One key element to Better Block’s success is their Wikiblock library. Wikiblock is a set of open-source street furniture that anyone can download and cut out of a sheet of plywood. Not only does Better Block use the Wikiblock elements in their projects, but because it is open source, anyone anywhere can download and cut an element off Wikiblock. With a diverse library of street furniture like cafe chairs, bus stops, planters, and bike racks, Wikiblock encourages public life through good design.
One of Better Block’s focuses is activating vacant spaces with pop-up businesses. Examples Better Block have used are a cafe with outdoor seating, a kids art studio, and a flower & gift shop filled with local products. These pop-ups “show the potential for what could be if the street had a more inviting presence.” A pop-up is good for the landlord — they provide a property owner with marketing for their space and increase the likelihood of future leases.
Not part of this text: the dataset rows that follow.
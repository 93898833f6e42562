use crate::amount::{canonical_amount, insert_decimal_point};
use crate::error::{HistoryError, Result};
use crate::metadata::{TokenMetadata, TokenMetadataResolver};
use crate::pagination::RecordProcessor;
use async_trait::async_trait;
use serde::Serialize;
use tronscan_client::{ExplorerApi, Trc10Transfer, Trc20Event};

/// One output row: a transfer with resolved token labels and a human-readable amount.
///
/// Field order is the CSV column order.
#[derive(Debug, Clone, PartialEq, Eq, Serialize)]
pub struct EnrichedRecord {
    pub transaction_hash: String,
    pub timestamp: u64,
    pub block: u64,
    pub from: String,
    pub to: String,
    pub amount: String,
    pub token_id: String,
    pub token_symbol: String,
    pub token_name: String,
    #[serde(skip)]
    pub decimals: u32,
}

struct TransferFields {
    transaction_hash: String,
    timestamp: u64,
    block: u64,
    from: String,
    to: String,
    raw_amount: String,
}

impl TransferFields {
    fn enrich(self, token_id: String, symbol: String, name: String, decimals: u32) -> Result<EnrichedRecord> {
        if canonical_amount(&self.raw_amount).is_none() {
            return Err(HistoryError::InvalidAmount {
                amount: self.raw_amount,
                transaction_hash: self.transaction_hash,
            });
        }

        Ok(EnrichedRecord {
            transaction_hash: self.transaction_hash,
            timestamp: self.timestamp,
            block: self.block,
            from: self.from,
            to: self.to,
            amount: insert_decimal_point(&self.raw_amount, decimals),
            token_id,
            token_symbol: symbol,
            token_name: name,
            decimals,
        })
    }
}

/// Attach TRX or TRC10 metadata to a transfer from the transfer endpoint
pub fn normalize_trc10(transfer: Trc10Transfer, metadata: &TokenMetadata) -> Result<EnrichedRecord> {
    let fields = TransferFields {
        transaction_hash: transfer.transaction_hash,
        timestamp: transfer.timestamp,
        block: transfer.block,
        from: transfer.transfer_from_address,
        to: transfer.transfer_to_address,
        raw_amount: transfer.amount,
    };
    fields.enrich(
        transfer.token_name,
        metadata.symbol.clone(),
        metadata.name.clone(),
        metadata.precision,
    )
}

/// Attach TRC20 metadata to a contract event.
///
/// TRC20 rows use the contract address as the full name. Unknown contracts get an
/// empty symbol and fall back to the event's own `decimals`, then to zero.
pub fn normalize_trc20(event: Trc20Event, metadata: Option<&TokenMetadata>) -> Result<EnrichedRecord> {
    let symbol = metadata.map(|m| m.symbol.clone()).unwrap_or_default();
    let decimals = metadata
        .map(|m| m.precision)
        .or(event.decimals)
        .unwrap_or(0);

    let fields = TransferFields {
        transaction_hash: event.transaction_hash,
        timestamp: event.timestamp,
        block: event.block,
        from: event.transfer_from_address,
        to: event.transfer_to_address,
        raw_amount: event.amount,
    };
    let token_id = event.contract_address;
    fields.enrich(token_id.clone(), symbol, token_id, decimals)
}

/// Normalizes the TRX/TRC10 stream, resolving TRC10 metadata on demand
pub struct Trc10Normalizer<'r, 'a, A: ?Sized> {
    resolver: &'r mut TokenMetadataResolver<'a, A>,
}

impl<'r, 'a, A: ?Sized> Trc10Normalizer<'r, 'a, A> {
    pub fn new(resolver: &'r mut TokenMetadataResolver<'a, A>) -> Self {
        Self { resolver }
    }
}

#[async_trait]
impl<'r, 'a, A: ExplorerApi + ?Sized> RecordProcessor<Trc10Transfer> for Trc10Normalizer<'r, 'a, A> {
    type Output = EnrichedRecord;

    async fn process(&mut self, transfer: Trc10Transfer) -> Result<EnrichedRecord> {
        let metadata = if transfer.is_native() {
            TokenMetadata::native()
        } else {
            self.resolver.resolve_trc10(&transfer.token_name).await?
        };
        normalize_trc10(transfer, &metadata)
    }
}

/// Normalizes the TRC20 stream against the prefetched token listing
pub struct Trc20Normalizer<'r, 'a, A: ?Sized> {
    resolver: &'r TokenMetadataResolver<'a, A>,
}

impl<'r, 'a, A: ?Sized> Trc20Normalizer<'r, 'a, A> {
    pub fn new(resolver: &'r TokenMetadataResolver<'a, A>) -> Self {
        Self { resolver }
    }
}

#[async_trait]
impl<'r, 'a, A: ExplorerApi + ?Sized> RecordProcessor<Trc20Event> for Trc20Normalizer<'r, 'a, A> {
    type Output = EnrichedRecord;

    async fn process(&mut self, event: Trc20Event) -> Result<EnrichedRecord> {
        let metadata = self.resolver.trc20(&event.contract_address);
        normalize_trc20(event, metadata)
    }
}

#[cfg(test)]
mod tests {
    use super::*;

    fn trc10(token: &str, amount: &str) -> Trc10Transfer {
        Trc10Transfer {
            transaction_hash: "tx10".to_string(),
            timestamp: 250,
            block: 12,
            transfer_from_address: "TFrom".to_string(),
            transfer_to_address: "TTo".to_string(),
            amount: amount.to_string(),
            token_name: token.to_string(),
        }
    }

    fn trc20(contract: &str, amount: &str, decimals: Option<u32>) -> Trc20Event {
        Trc20Event {
            transaction_hash: "tx20".to_string(),
            timestamp: 280,
            block: 13,
            transfer_from_address: "TFrom".to_string(),
            transfer_to_address: "TTo".to_string(),
            amount: amount.to_string(),
            contract_address: contract.to_string(),
            decimals,
        }
    }

    #[test]
    fn test_native_transfer() {
        let record = normalize_trc10(trc10("_", "1500000"), &TokenMetadata::native()).unwrap();
        assert_eq!(record.amount, "1.500000");
        assert_eq!(record.token_id, "_");
        assert_eq!(record.token_symbol, "TRX");
        assert_eq!(record.token_name, "Tronix");
    }

    #[test]
    fn test_trc10_transfer() {
        let metadata = TokenMetadata {
            id: "1000001".to_string(),
            symbol: "ABC".to_string(),
            name: "TokenA".to_string(),
            precision: 6,
        };
        let record = normalize_trc10(trc10("1000001", "5000000"), &metadata).unwrap();
        assert_eq!(record.amount, "5.000000");
        assert_eq!(record.token_symbol, "ABC");
        assert_eq!(record.token_name, "TokenA");
        assert_eq!(record.decimals, 6);
    }

    #[test]
    fn test_trc20_known_contract() {
        let metadata = TokenMetadata {
            id: "Contract1".to_string(),
            symbol: "XYZ".to_string(),
            name: "Xyz Token".to_string(),
            precision: 2,
        };
        let record = normalize_trc20(trc20("Contract1", "100", Some(18)), Some(&metadata)).unwrap();
        assert_eq!(record.amount, "1.00");
        assert_eq!(record.token_symbol, "XYZ");
        assert_eq!(record.token_name, "Contract1");
    }

    #[test]
    fn test_trc20_unknown_contract() {
        let record = normalize_trc20(trc20("ContractX", "100", None), None).unwrap();
        assert_eq!(record.amount, "100");
        assert_eq!(record.token_symbol, "");
        assert_eq!(record.token_name, "ContractX");

        let record = normalize_trc20(trc20("ContractX", "100", Some(3)), None).unwrap();
        assert_eq!(record.amount, "0.100");
    }

    #[test]
    fn test_raw_digits_kept_verbatim() {
        let record = normalize_trc20(trc20("ContractX", "0100", None), None).unwrap();
        assert_eq!(record.amount, "0100");

        let record = normalize_trc20(trc20("ContractX", "0100", Some(2)), None).unwrap();
        assert_eq!(record.amount, "01.00");
    }

    #[test]
    fn test_invalid_amount_is_rejected() {
        let err = normalize_trc10(trc10("_", "12.5"), &TokenMetadata::native()).unwrap_err();
        assert!(matches!(err, HistoryError::InvalidAmount { ref transaction_hash, .. } if transaction_hash == "tx10"));
    }
}
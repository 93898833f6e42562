use anyhow::{Context, Result};
use clap::Parser;
use config_manager::SystemConfig;
use history_core::HistoryExporter;
use std::path::PathBuf;
use tracing::info;
use tracing_subscriber::EnvFilter;
use tronscan_client::TronscanClient;

/// Export the TRX, TRC10 and TRC20 transfer history of a TRON account as CSV
#[derive(Parser, Debug)]
#[command(name = "tron_history", version, about)]
struct Args {
    /// TRON account address
    address: String,

    /// Output CSV file (defaults to output.default_path from the configuration)
    output: Option<PathBuf>,

    /// Configuration file; missing files fall back to defaults and TRONHIST__* variables
    #[arg(long, default_value = "config.toml")]
    config: PathBuf,
}

#[tokio::main]
async fn main() -> Result<()> {
    let args = Args::parse();

    tracing_subscriber::fmt()
        .with_env_filter(
            EnvFilter::try_from_default_env().unwrap_or_else(|_| EnvFilter::new("info")),
        )
        .init();

    let config = SystemConfig::load_from_path(&args.config)
        .with_context(|| format!("failed to load configuration from {}", args.config.display()))?;
    history_core::validate_address(&args.address)?;

    let output = args
        .output
        .unwrap_or_else(|| PathBuf::from(&config.output.default_path));
    let client = TronscanClient::new(&config.explorer).context("failed to build HTTP client")?;

    info!("Writing to file {}...", output.display());
    let mut writer = csv::WriterBuilder::new()
        .has_headers(config.output.include_header)
        .from_path(&output)
        .with_context(|| format!("failed to open {}", output.display()))?;

    let summary = HistoryExporter::new(&client, &config)
        .export(&args.address, &mut writer)
        .await
        .with_context(|| format!("export for {} failed", args.address))?;

    for (label, count) in &summary.downloaded {
        info!("📊 {}: {} transfers", label, count);
    }
    info!(
        "✅ Successfully written {} records to {}!",
        summary.rows_written,
        output.display()
    );

    Ok(())
}
use crate::error::TronscanError;
use async_trait::async_trait;
use config_manager::ExplorerConfig;
use reqwest::{header, Client};
use serde_json::Value;
use std::time::Duration;
use tracing::{debug, error};
use url::Url;

/// Minimal JSON-over-HTTP primitive the history pipeline is written against
#[async_trait]
pub trait ExplorerApi: Send + Sync {
    /// GET `path` relative to the explorer base URL and return the parsed JSON body
    async fn get_json(&self, path: &str, query: &[(&str, String)]) -> Result<Value, TronscanError>;
}

/// Tronscan API client
#[derive(Debug, Clone)]
pub struct TronscanClient {
    client: Client,
    base_url: Url,
}

impl TronscanClient {
    /// Create a new Tronscan client from explorer configuration
    pub fn new(config: &ExplorerConfig) -> Result<Self, TronscanError> {
        let mut headers = header::HeaderMap::new();
        headers.insert(
            header::ACCEPT,
            header::HeaderValue::from_static("application/json"),
        );

        let mut builder = Client::builder()
            .user_agent(config.user_agent.clone())
            .default_headers(headers);

        if let Some(timeout) = config.request_timeout_seconds {
            builder = builder.timeout(Duration::from_secs(timeout));
        }

        // Url::join drops the last path segment unless the base ends with '/'
        let mut base = config.api_base_url.clone();
        if !base.ends_with('/') {
            base.push('/');
        }

        Ok(Self {
            client: builder.build()?,
            base_url: Url::parse(&base)?,
        })
    }

    pub fn base_url(&self) -> &Url {
        &self.base_url
    }
}

#[async_trait]
impl ExplorerApi for TronscanClient {
    async fn get_json(&self, path: &str, query: &[(&str, String)]) -> Result<Value, TronscanError> {
        let url = self.base_url.join(path.trim_start_matches('/'))?;
        debug!("🌐 GET {} {:?}", url, query);

        let response = self.client.get(url.clone()).query(query).send().await?;
        let status = response.status();

        if !status.is_success() {
            let text = response.text().await.unwrap_or_default();
            error!("❌ Tronscan API error - Status: {}, Body: {}", status, text);

            return Err(match status.as_u16() {
                429 => TronscanError::RateLimit,
                code => TronscanError::ApiError {
                    status: code,
                    message: text,
                },
            });
        }

        let response_text = response.text().await?;
        debug!("📨 {} returned {} bytes", url, response_text.len());

        serde_json::from_str(&response_text).map_err(|e| {
            error!(
                "❌ Failed to parse Tronscan response: {} - sample: {}",
                e,
                response_text.chars().take(500).collect::<String>()
            );
            TronscanError::JsonError(e)
        })
    }
}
As a design intern at Better Block last summer, CultureHouse’s fearless leader Aaron worked on a variety of projects that taught him about the power of urban design. One such project was a four-day trip to Barberton, Ohio where he supported a two-day temporary transformation of an underused downtown street. Over the course of four days, the street went from an under-used strip of asphalt to a vibrant public space full of people. As Aaron wrote in a blog post about his internship, “I have always been passionate about design and improving lives, but I never really knew that those two things could be one in the same until coming to work at Better Block… After my summer at Better Block, I have seen the positive impact that well-deigned spaces can have”.
The seed of the CultureHouse idea came in part from Aaron’s experience working at Better Block and seeing the incredible change that can come about due to pop-up urban design interventions. That idea has become a reality due to the guidance Better Block has provided. From community engagement to advertising to how to communicate vision, Better Block’s experience and expertise has given CultureHouse a sure footing in the complex world of urbanism.